Política
09:04

Câmara aprova urgência do PL da Anistia, mas deve limitar benefícios de Bolsonaro

A Câmara dos Deputados aprovou a urgência para o PL da Anistia, uma vitória importante para os bolsonaristas, mas há a expectativa de que o texto final descarte um perdão amplo e irrestrito, inclusive para o ex-presidente Jair Bolsonaro. A tendência é aprovar apenas a redução das penas dos condenados por participação nos atos golpistas de 8 de janeiro de 2023.

Interlocutores do presidente da Câmara, Hugo Motta, indicam esse cenário. Sob pressão de aliados de Bolsonaro, Motta colocou o requerimento para acelerar a tramitação do projeto em votação na quarta-feira.

Esse desfecho mais moderado provavelmente desapontará os bolsonaristas, que pretendiam uma anistia ampla contemplando Bolsonaro, recentemente condenado pelo STF por liderar a organização criminosa que planejou a trama golpista.

Um dia após a aprovação da urgência, Motta deve indicar o relator do projeto. Paulinho da Força é o favorito por sua boa interlocução com o Supremo Tribunal Federal.

Os parlamentares deverão negociar o texto nas próximas semanas antes de levá-lo ao plenário para votação.

Bolsonaristas insistem em uma anistia mais abrangente, enquanto governos e o Centrão preferem uma redução das penas, modelo que está sendo alinhado com o STF. Magistrados têm alertado que anistia irrestrita poderia ser judicializada e considerada inconstitucional.

Essa versão mais contida tem maior chance de aprovação no Senado, no STF e no Palácio do Planalto, que já demonstraram resistência a medidas irrestritas.

Nos bastidores, o Centrão busca compensar os bolsonaristas com direitos ao ex-presidente, como a possibilidade de prisão domiciliar após o trânsito em julgado, devido à sua saúde e idade avançada.

A articulação pela urgência do PL da Anistia ganhou força desde o início do julgamento da trama golpista pelo STF. O governador de São Paulo, Tarcísio de Freitas, aliado que busca apoio de Bolsonaro para as eleições de 2026, também apoia a medida.

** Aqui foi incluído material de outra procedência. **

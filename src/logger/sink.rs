//! Log channel sinks.
//!
//! A [`ChannelSink`] is a destination for formatted, leveled records. Each
//! sink carries its own minimum severity; the logger skips any sink whose
//! floor is above the record's level. The shipped sinks cover the standard
//! wiring: process stderr, an append-only file, and mail escalation through
//! a narrow [`MailTransport`] interface.

use std::fs::{File, OpenOptions};
use std::io::Write;
use std::process::{Command, Stdio};
use std::sync::Mutex;

use anyhow::{anyhow, Result};

use super::Severity;

/// A destination for formatted log records.
pub trait ChannelSink: Send + Sync {
    /// Lowest severity this sink accepts.
    fn min_severity(&self) -> Severity;

    /// Deliver one formatted record. Delivery is best-effort: a sink that
    /// cannot deliver falls back to stderr rather than dropping the record.
    fn write(&self, severity: Severity, line: &str);
}

// =============================================================================
// Stderr sink (OS error facility)
// =============================================================================

/// Sink writing to the process standard-error stream.
pub struct StderrSink {
    min: Severity,
}

impl StderrSink {
    pub fn new(min: Severity) -> Self {
        Self { min }
    }
}

impl ChannelSink for StderrSink {
    fn min_severity(&self) -> Severity {
        self.min
    }

    fn write(&self, _severity: Severity, line: &str) {
        eprintln!("{}", line);
    }
}

// =============================================================================
// File sink
// =============================================================================

/// Append-only file sink.
pub struct FileSink {
    file: Mutex<File>,
    min: Severity,
}

impl FileSink {
    /// Open (or create) the log file at `path` for appending.
    pub fn open(path: &str, min: Severity) -> Result<Self> {
        let file = OpenOptions::new()
            .create(true)
            .append(true)
            .open(path)
            .map_err(|e| anyhow!("Failed to open log file '{}': {}", path, e))?;
        Ok(Self {
            file: Mutex::new(file),
            min,
        })
    }
}

impl ChannelSink for FileSink {
    fn min_severity(&self) -> Severity {
        self.min
    }

    fn write(&self, _severity: Severity, line: &str) {
        // a record that cannot reach the file still reaches stderr
        match self.file.lock() {
            Ok(mut file) => {
                if writeln!(file, "{}", line).is_err() {
                    eprintln!("{}", line);
                }
            }
            Err(_) => eprintln!("{}", line),
        }
    }
}

// =============================================================================
// Mail sink
// =============================================================================

/// Delivery interface the mail sink calls through.
///
/// The transport is an external collaborator; the sink only knows how to
/// hand it a formatted message, a subject, and a recipient.
pub trait MailTransport: Send + Sync {
    fn send(&self, message: &str, subject: &str, recipient: &str) -> Result<()>;
}

/// [`MailTransport`] piping messages through the local sendmail binary.
pub struct SendmailTransport {
    sendmail: String,
}

impl SendmailTransport {
    pub fn new(sendmail: impl Into<String>) -> Self {
        Self {
            sendmail: sendmail.into(),
        }
    }
}

impl Default for SendmailTransport {
    fn default() -> Self {
        Self::new("/usr/sbin/sendmail")
    }
}

impl MailTransport for SendmailTransport {
    fn send(&self, message: &str, subject: &str, recipient: &str) -> Result<()> {
        let mut child = Command::new(&self.sendmail)
            .arg("-t")
            .stdin(Stdio::piped())
            .stdout(Stdio::null())
            .stderr(Stdio::null())
            .spawn()
            .map_err(|e| anyhow!("Failed to spawn '{}': {}", self.sendmail, e))?;

        // stdin must be dropped so sendmail sees EOF before we wait
        if let Some(mut stdin) = child.stdin.take() {
            write!(stdin, "To: {}\r\nSubject: {}\r\n\r\n{}\r\n", recipient, subject, message)
                .map_err(|e| anyhow!("Failed to write mail body: {}", e))?;
        }

        let status = child
            .wait()
            .map_err(|e| anyhow!("Failed to wait for sendmail: {}", e))?;
        if !status.success() {
            return Err(anyhow!("sendmail exited with status {}", status));
        }
        Ok(())
    }
}

/// Alerting sink: only records at ALERT and above reach the transport.
pub struct MailSink {
    transport: Box<dyn MailTransport>,
    subject: String,
    recipient: String,
    min: Severity,
}

impl MailSink {
    pub fn new(
        transport: Box<dyn MailTransport>,
        subject: impl Into<String>,
        recipient: impl Into<String>,
    ) -> Self {
        Self {
            transport,
            subject: subject.into(),
            recipient: recipient.into(),
            min: Severity::Alert,
        }
    }
}

impl ChannelSink for MailSink {
    fn min_severity(&self) -> Severity {
        self.min
    }

    fn write(&self, _severity: Severity, line: &str) {
        if let Err(e) = self.transport.send(line, &self.subject, &self.recipient) {
            eprintln!("mail sink delivery failed: {}", e);
            eprintln!("{}", line);
        }
    }
}

#[cfg(test)]
mod tests {
    use super::*;
    use std::sync::Arc;

    struct CaptureTransport {
        sent: Arc<Mutex<Vec<(String, String, String)>>>,
    }

    impl MailTransport for CaptureTransport {
        fn send(&self, message: &str, subject: &str, recipient: &str) -> Result<()> {
            self.sent.lock().unwrap().push((
                message.to_string(),
                subject.to_string(),
                recipient.to_string(),
            ));
            Ok(())
        }
    }

    #[test]
    fn test_file_sink_appends_lines() {
        let dir = tempfile::tempdir().unwrap();
        let path = dir.path().join("quarry.log");
        let path_str = path.to_str().unwrap();

        let sink = FileSink::open(path_str, Severity::Debug).unwrap();
        sink.write(Severity::Info, "first line");
        sink.write(Severity::Error, "second line");

        let contents = std::fs::read_to_string(&path).unwrap();
        assert_eq!(contents, "first line\nsecond line\n");
    }

    #[test]
    fn test_file_sink_open_failure() {
        let result = FileSink::open("/nonexistent-dir/quarry.log", Severity::Debug);
        assert!(result.is_err());
    }

    #[test]
    fn test_mail_sink_delivers_through_transport() {
        let sent = Arc::new(Mutex::new(Vec::new()));
        let transport = CaptureTransport { sent: sent.clone() };
        let sink = MailSink::new(Box::new(transport), "Critical Error", "ops@example.com");

        assert_eq!(sink.min_severity(), Severity::Alert);
        sink.write(Severity::Alert, "database is on fire");

        let sent = sent.lock().unwrap();
        assert_eq!(sent.len(), 1);
        assert_eq!(sent[0].0, "database is on fire");
        assert_eq!(sent[0].1, "Critical Error");
        assert_eq!(sent[0].2, "ops@example.com");
    }
}
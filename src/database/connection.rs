//! Database connection management.

use anyhow::{anyhow, Result};
use rusqlite::Connection;
use tracing::debug;

/// Open the backing database at `path`, or in memory when `None`.
///
/// The connection is configured with the settings the rest of the crate
/// assumes; callers get it back ready for statement execution.
pub(crate) fn open(path: Option<&str>) -> Result<Connection> {
    let conn = match path {
        Some(p) => Connection::open(p)
            .map_err(|e| anyhow!("Failed to open database at '{}': {}", p, e))?,
        None => Connection::open_in_memory()
            .map_err(|e| anyhow!("Failed to create in-memory database: {}", e))?,
    };
    configure(&conn)?;
    debug!(path = path.unwrap_or(":memory:"), "opened database connection");
    Ok(conn)
}

fn configure(conn: &Connection) -> Result<()> {
    // WAL keeps readers unblocked while the single writer holds the handle
    let _: String = conn
        .query_row("PRAGMA journal_mode=WAL", [], |row| row.get(0))
        .map_err(|e| anyhow!("Failed to set journal mode: {}", e))?;

    conn.execute("PRAGMA synchronous=NORMAL", [])
        .map_err(|e| anyhow!("Failed to set synchronous mode: {}", e))?;

    conn.execute("PRAGMA foreign_keys=ON", [])
        .map_err(|e| anyhow!("Failed to enable foreign keys: {}", e))?;

    Ok(())
}

#[cfg(test)]
mod tests {
    use super::*;

    #[test]
    fn test_open_in_memory() {
        assert!(open(None).is_ok());
    }

    #[test]
    fn test_open_path() {
        let dir = tempfile::tempdir().unwrap();
        let path = dir.path().join("quarry.sqlite3");
        let conn = open(path.to_str()).unwrap();
        conn.execute("CREATE TABLE t (id INTEGER PRIMARY KEY)", [])
            .unwrap();
    }

    #[test]
    fn test_open_bad_path() {
        assert!(open(Some("/nonexistent-dir/quarry.sqlite3")).is_err());
    }

    #[test]
    fn test_foreign_keys_enabled() {
        let conn = open(None).unwrap();
        let enabled: i32 = conn
            .query_row("PRAGMA foreign_keys", [], |row| row.get(0))
            .unwrap();
        assert_eq!(enabled, 1);
    }
}
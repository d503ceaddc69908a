//! Database module
//!
//! One shared connection, parameterized statement execution, and
//! row-to-object mapping behind a single handle:
//!
//! ```text
//! database/
//! ├── connection  # SQLite connection open/configuration
//! ├── bind        # positional/named statement parameters
//! ├── statement   # executed statement handles
//! └── row         # row-to-object field binding
//! ```
//!
//! Every failure on this path — connection construction, statement
//! preparation, execution, row mapping — is logged at CRITICAL with its
//! cause before the [`FailurePolicy`] decides what happens next. There is no
//! silent failure mode.

mod bind;
mod connection;
mod row;
mod statement;

pub use bind::BindValues;
pub use row::{bind as bind_field, FromRow};
pub use statement::StatementHandle;

/// Scalar column and parameter value, re-exported from the driver.
pub use rusqlite::types::Value;

use std::sync::{Arc, Mutex, MutexGuard, OnceLock};

use anyhow::{anyhow, Error, Result};
use rusqlite::Connection;
use serde_json::json;
use tracing::info;

use crate::config::QuarryConfig;
use crate::logger::Logger;

static DATABASE: OnceLock<Database> = OnceLock::new();

/// What happens after a failure has been logged at CRITICAL.
///
/// The policy is a single injection point: every failure in the database
/// path funnels through it, so the terminate-vs-propagate choice is made
/// once per instance, never per call site.
#[derive(Debug, Clone, Copy, PartialEq, Eq, Default)]
pub enum FailurePolicy {
    /// Terminate the process. The policy of the process-wide instance.
    #[default]
    Exit,
    /// Return the error to the caller.
    Propagate,
}

/// The single shared database.
///
/// Owns exactly one live connection for the life of the instance. Statement
/// execution is serialized on an internal mutex, so two concurrent
/// executions never interleave on the underlying handle. The connection is
/// never explicitly closed; it is released when the process exits.
pub struct Database {
    conn: Mutex<Connection>,
    logger: Arc<Logger>,
    policy: FailurePolicy,
}

impl Database {
    /// Open the database at `path`.
    ///
    /// Construction failure is logged at CRITICAL with the underlying cause
    /// before the failure policy applies.
    pub fn open(path: &str, logger: Arc<Logger>, policy: FailurePolicy) -> Result<Database> {
        Self::build(Some(path), logger, policy)
    }

    /// Open an in-memory database. Mainly for tests and ephemeral work.
    pub fn open_in_memory(logger: Arc<Logger>, policy: FailurePolicy) -> Result<Database> {
        Self::build(None, logger, policy)
    }

    fn build(path: Option<&str>, logger: Arc<Logger>, policy: FailurePolicy) -> Result<Database> {
        match connection::open(path) {
            Ok(conn) => Ok(Database {
                conn: Mutex::new(conn),
                logger,
                policy,
            }),
            Err(e) => Err(fail(
                &logger,
                policy,
                "could not create database connection",
                e,
            )),
        }
    }

    /// Process-wide shared database, created lazily from the default
    /// configuration on first use. Concurrent first access constructs the
    /// instance exactly once.
    ///
    /// Construction failure here follows the fatal policy: a CRITICAL record
    /// with the cause, then process termination.
    pub fn global() -> &'static Database {
        DATABASE.get_or_init(|| {
            let logger = Logger::global();
            let config = QuarryConfig::new(&None).unwrap_or_else(|e| {
                logger.critical(
                    "could not load database configuration",
                    json!({ "cause": e.to_string() }),
                );
                std::process::exit(1);
            });
            match Database::open(&config.db_path, logger, FailurePolicy::Exit) {
                Ok(db) => {
                    info!(path = config.db_path.as_str(), "opened process-wide database");
                    db
                }
                // the Exit policy terminates inside `open`; this arm cannot run
                Err(_) => std::process::exit(1),
            }
        })
    }

    // =========================================================================
    // Statement execution
    // =========================================================================

    /// Execute `sql` with `values` bound, returning the boolean execution
    /// outcome.
    pub fn execute(&self, sql: &str, values: BindValues) -> Result<bool> {
        match self.run(sql, &values) {
            Ok(_) => Ok(true),
            Err(e) => self.failed("could not execute query", e),
        }
    }

    /// Execute `sql` and return the executed-statement handle for further
    /// inspection.
    pub fn query(&self, sql: &str, values: BindValues) -> Result<StatementHandle> {
        match self.run(sql, &values) {
            Ok(handle) => Ok(handle),
            Err(e) => self.failed("could not execute query", e),
        }
    }

    /// Number of rows `sql` yields, or affects for statements without a
    /// result set.
    pub fn row_count(&self, sql: &str, values: BindValues) -> Result<usize> {
        Ok(self.query(sql, values)?.row_count())
    }

    /// Rowid generated by the most recent successful insert on this
    /// connection.
    ///
    /// Only meaningful immediately after that insert; the value after any
    /// unrelated statement, or with no prior insert on the connection, is
    /// unspecified.
    pub fn last_insert_id(&self) -> i64 {
        self.lock().last_insert_rowid()
    }

    // =========================================================================
    // Row mapping
    // =========================================================================

    /// Map every row of `sql` onto `T`.
    ///
    /// A zero-row result returns an empty vec before any instance is
    /// constructed. Result columns `T` has no field for are dropped
    /// silently; fields that no column names keep their default value.
    pub fn fetch<T: FromRow>(&self, sql: &str, values: BindValues) -> Result<Vec<T>> {
        self.fetch_rows(sql, values, false)
    }

    /// Map rows onto `T`, rejecting any result column `T` has no field for.
    pub fn fetch_strict<T: FromRow>(&self, sql: &str, values: BindValues) -> Result<Vec<T>> {
        self.fetch_rows(sql, values, true)
    }

    fn fetch_rows<T: FromRow>(
        &self,
        sql: &str,
        values: BindValues,
        strict: bool,
    ) -> Result<Vec<T>> {
        let handle = self.query(sql, values)?;
        if handle.row_count() == 0 {
            return Ok(Vec::new());
        }

        let mut out = Vec::with_capacity(handle.rows().len());
        for row in handle.rows() {
            let mut instance = T::default();
            for (column, value) in handle.columns().iter().zip(row) {
                let matched = instance.bind_column(column, value);
                if strict && !matched {
                    return self.failed(
                        "could not map result row",
                        anyhow!("No field matches result column '{}'", column),
                    );
                }
            }
            out.push(instance);
        }
        Ok(out)
    }

    // =========================================================================
    // Internals
    // =========================================================================

    fn run(&self, sql: &str, values: &BindValues) -> Result<StatementHandle> {
        let conn = self.lock();
        let mut stmt = conn
            .prepare(sql)
            .map_err(|e| anyhow!("Failed to prepare statement: {}", e))?;
        StatementHandle::run(&mut stmt, values)
    }

    fn lock(&self) -> MutexGuard<'_, Connection> {
        // a poisoned lock means another execution panicked mid-statement;
        // the connection itself is still usable
        match self.conn.lock() {
            Ok(guard) => guard,
            Err(poisoned) => poisoned.into_inner(),
        }
    }

    fn failed<T>(&self, what: &str, cause: Error) -> Result<T> {
        Err(fail(&self.logger, self.policy, what, cause))
    }
}

/// Log a failure at CRITICAL with its cause, then apply the policy.
fn fail(logger: &Logger, policy: FailurePolicy, what: &str, cause: Error) -> Error {
    logger.critical(what, json!({ "cause": cause.to_string() }));
    match policy {
        FailurePolicy::Exit => std::process::exit(1),
        FailurePolicy::Propagate => cause,
    }
}
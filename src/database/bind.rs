//! Bound statement parameters.

use anyhow::{anyhow, Result};
use rusqlite::types::Value;
use rusqlite::Statement;

/// Values bound to a prepared statement, positionally or by name.
///
/// Values always travel through statement parameters; SQL text is never
/// assembled by concatenating values in. A statement that declares
/// parameters must receive exactly that many values, and every named value
/// must resolve to a placeholder in the SQL.
#[derive(Debug, Clone, PartialEq, Default)]
pub enum BindValues {
    /// No parameters.
    #[default]
    None,
    /// Ordered values for `?1`-style placeholders.
    Positional(Vec<Value>),
    /// Keyed values for `:name`-style placeholders. The leading `:` on the
    /// key is optional.
    Named(Vec<(String, Value)>),
}

impl BindValues {
    /// Ordered values for positional placeholders.
    pub fn positional<I, V>(values: I) -> Self
    where
        I: IntoIterator<Item = V>,
        V: Into<Value>,
    {
        BindValues::Positional(values.into_iter().map(Into::into).collect())
    }

    /// Keyed values for named placeholders.
    pub fn named<I, K, V>(values: I) -> Self
    where
        I: IntoIterator<Item = (K, V)>,
        K: Into<String>,
        V: Into<Value>,
    {
        BindValues::Named(
            values
                .into_iter()
                .map(|(k, v)| (k.into(), v.into()))
                .collect(),
        )
    }

    pub fn is_empty(&self) -> bool {
        match self {
            BindValues::None => true,
            BindValues::Positional(values) => values.is_empty(),
            BindValues::Named(values) => values.is_empty(),
        }
    }
}

/// Bind `values` onto a prepared statement.
pub(crate) fn apply(stmt: &mut Statement<'_>, values: &BindValues) -> Result<()> {
    let declared = stmt.parameter_count();
    match values {
        BindValues::None => {
            if declared != 0 {
                return Err(anyhow!(
                    "Statement declares {} parameters but no values were bound",
                    declared
                ));
            }
            Ok(())
        }
        BindValues::Positional(values) => {
            if values.len() != declared {
                return Err(anyhow!(
                    "Statement declares {} parameters but {} values were bound",
                    declared,
                    values.len()
                ));
            }
            for (i, value) in values.iter().enumerate() {
                stmt.raw_bind_parameter(i + 1, value)
                    .map_err(|e| anyhow!("Failed to bind parameter {}: {}", i + 1, e))?;
            }
            Ok(())
        }
        BindValues::Named(values) => {
            if values.len() != declared {
                return Err(anyhow!(
                    "Statement declares {} parameters but {} values were bound",
                    declared,
                    values.len()
                ));
            }
            for (name, value) in values {
                let index = named_index(stmt, name)?;
                stmt.raw_bind_parameter(index, value)
                    .map_err(|e| anyhow!("Failed to bind parameter '{}': {}", name, e))?;
            }
            Ok(())
        }
    }
}

fn named_index(stmt: &Statement<'_>, name: &str) -> Result<usize> {
    let lookup = |candidate: &str| -> Result<Option<usize>> {
        stmt.parameter_index(candidate)
            .map_err(|e| anyhow!("Failed to resolve parameter '{}': {}", candidate, e))
    };

    if let Some(index) = lookup(name)? {
        return Ok(index);
    }
    if !name.starts_with(&[':', '@', '$'][..]) {
        if let Some(index) = lookup(&format!(":{}", name))? {
            return Ok(index);
        }
    }
    Err(anyhow!("Statement has no parameter named '{}'", name))
}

Antes da votação, Motta comunicou líderes, membros do Executivo e do Judiciário sobre sua intenção de votar a urgência na quarta-feira. Confirmou a votação ao constatar que havia votos suficientes para aprovação.

Parlamentares contrários alertaram que manter a análise poderia aprofundar a insatisfação pública, mas Motta defendeu que seria melhor lidar com uma polêmica do que dividir desgastes na opinião pública. Ele destacou que o PT já se posicionou contra a proposta, merecendo uma resposta política.